Hoge Raad, 17-01-2020, ECLI:NL:HR:2020:58, 19/03388
Hoge Raad, 17-01-2020, ECLI:NL:HR:2020:58, 19/03388
Gegevens
- Instantie
- Hoge Raad
- Datum uitspraak
- 17 januari 2020
- Datum publicatie
- 17 januari 2020
- ECLI
- ECLI:NL:HR:2020:58
- Formele relaties
- In cassatie op : ECLI:NL:GHARL:2019:5722
- Zaaknummer
- 19/03388
Inhoudsindicatie
HR verklaart het beroep in cassatie n-o.
Uitspraak
HOGE RAAD DER NEDERLANDEN
BELASTINGKAMER
Nummer 19/03388
Datum 17 januari 2020
ARREST
op het door [X] te [Z] ingestelde beroep in cassatie tegen de uitspraak van het Gerechtshof Arnhem‑Leeuwarden van 9 juli 2019, nr. 18/00428, op het hoger beroep tegen een uitspraak van de Rechtbank Gelderland (nr. AWB 17/6421) betreffende een naheffingsaanslag in de loonheffingen.
1 Beoordeling van de ontvankelijkheid van het beroep in cassatie
Het beroep in cassatie is volgens het beroepschrift ingesteld namens [A] B.V. te [Z] .

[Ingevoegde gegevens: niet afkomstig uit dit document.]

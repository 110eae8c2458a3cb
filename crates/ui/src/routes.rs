use dioxus::prelude::*;
use dioxus_router::{Link, Outlet, Routable};

use crate::context::AppContext;
use crate::views::effects::{EffectsLayer, use_effects_provider};
use crate::views::live_progress::{LiveProgress, use_live_progress_provider};
use crate::views::{AchievementsView, ExerciseView, FreePlayView, LessonsView};

#[derive(Clone, Routable, PartialEq)]
#[rustfmt::skip]
pub enum Route {
    #[layout(Layout)]
        #[route("/", LessonsView)] Lessons {},
        #[route("/exercise/:slug", ExerciseView)] Exercise { slug: String },
        #[route("/board", FreePlayView)] Board {},
        #[route("/achievements", AchievementsView)] Achievements {},
}

#[component]
fn Layout() -> Element {
    use_effects_provider();
    use_live_progress_provider();
    rsx! {
        div { class: "app",
            Sidebar {}
            main { class: "content",
                Outlet::<Route> {}
            }
            EffectsLayer {}
        }
    }
}

#[component]
pub(crate) fn Sidebar() -> Element {
    let ctx = use_context::<AppContext>();
    let live = use_context::<LiveProgress>();
    let progress = ctx.progress();
    // Seeds the streak; completed exercises publish newer snapshots.
    use_resource(move || {
        let progress = progress.clone();
        async move {
            if let Ok(loaded) = progress.load().await {
                live.publish(loaded.snapshot);
            }
        }
    });
    let streak = live.streak();

    rsx! {
        nav { class: "sidebar",
            h1 { "Chess Edu" }
            ul {
                li { Link { to: Route::Lessons {}, "Lessons" } }
                li { Link { to: Route::Board {}, "Chess Board" } }
                li { Link { to: Route::Achievements {}, "Achievements" } }
            }
            if let Some(days) = streak {
                p { class: "streak", "🔥 {days} day streak" }
            }
        }
    }
}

De griffier van de Hoge Raad heeft de indiener van het beroepschrift daarop verzocht binnen zes weken een bewijsstuk over te leggen dat hij een volmacht heeft om het beroepschrift in cassatie in te dienen, dan wel een verklaring van degene namens wie hij beroep in cassatie heeft ingesteld dat deze daarmee instemt. Dat verzoek is bij aangetekende brief van 19 juli 2019 aan de indiener van het beroepschrift verzonden. Volgens de gegevens van Track&Trace van PostNL is die brief afgehaald op de afhaallocatie. De indiener van het beroepschrift heeft de gevraagde machtiging of verklaring echter niet overgelegd. Daarom gaat de Hoge Raad ervan uit dat de indiener van het beroepschrift daartoe niet bevoegd was, en zal de Hoge Raad het beroep in cassatie op die grond niet-ontvankelijk verklaren.
2 Proceskosten
De Hoge Raad ziet geen aanleiding voor een veroordeling in de proceskosten.
3 Beslissing
De Hoge Raad verklaart het beroep in cassatie niet-ontvankelijk.
Dit arrest is gewezen door de vice-president G. de Groot als voorzitter, en de raadsheren M.A. Fierstra en P.A.G.M. Cools, in tegenwoordigheid van de waarnemend griffier F. Treuren, en in het openbaar uitgesproken op 17 januari 2020.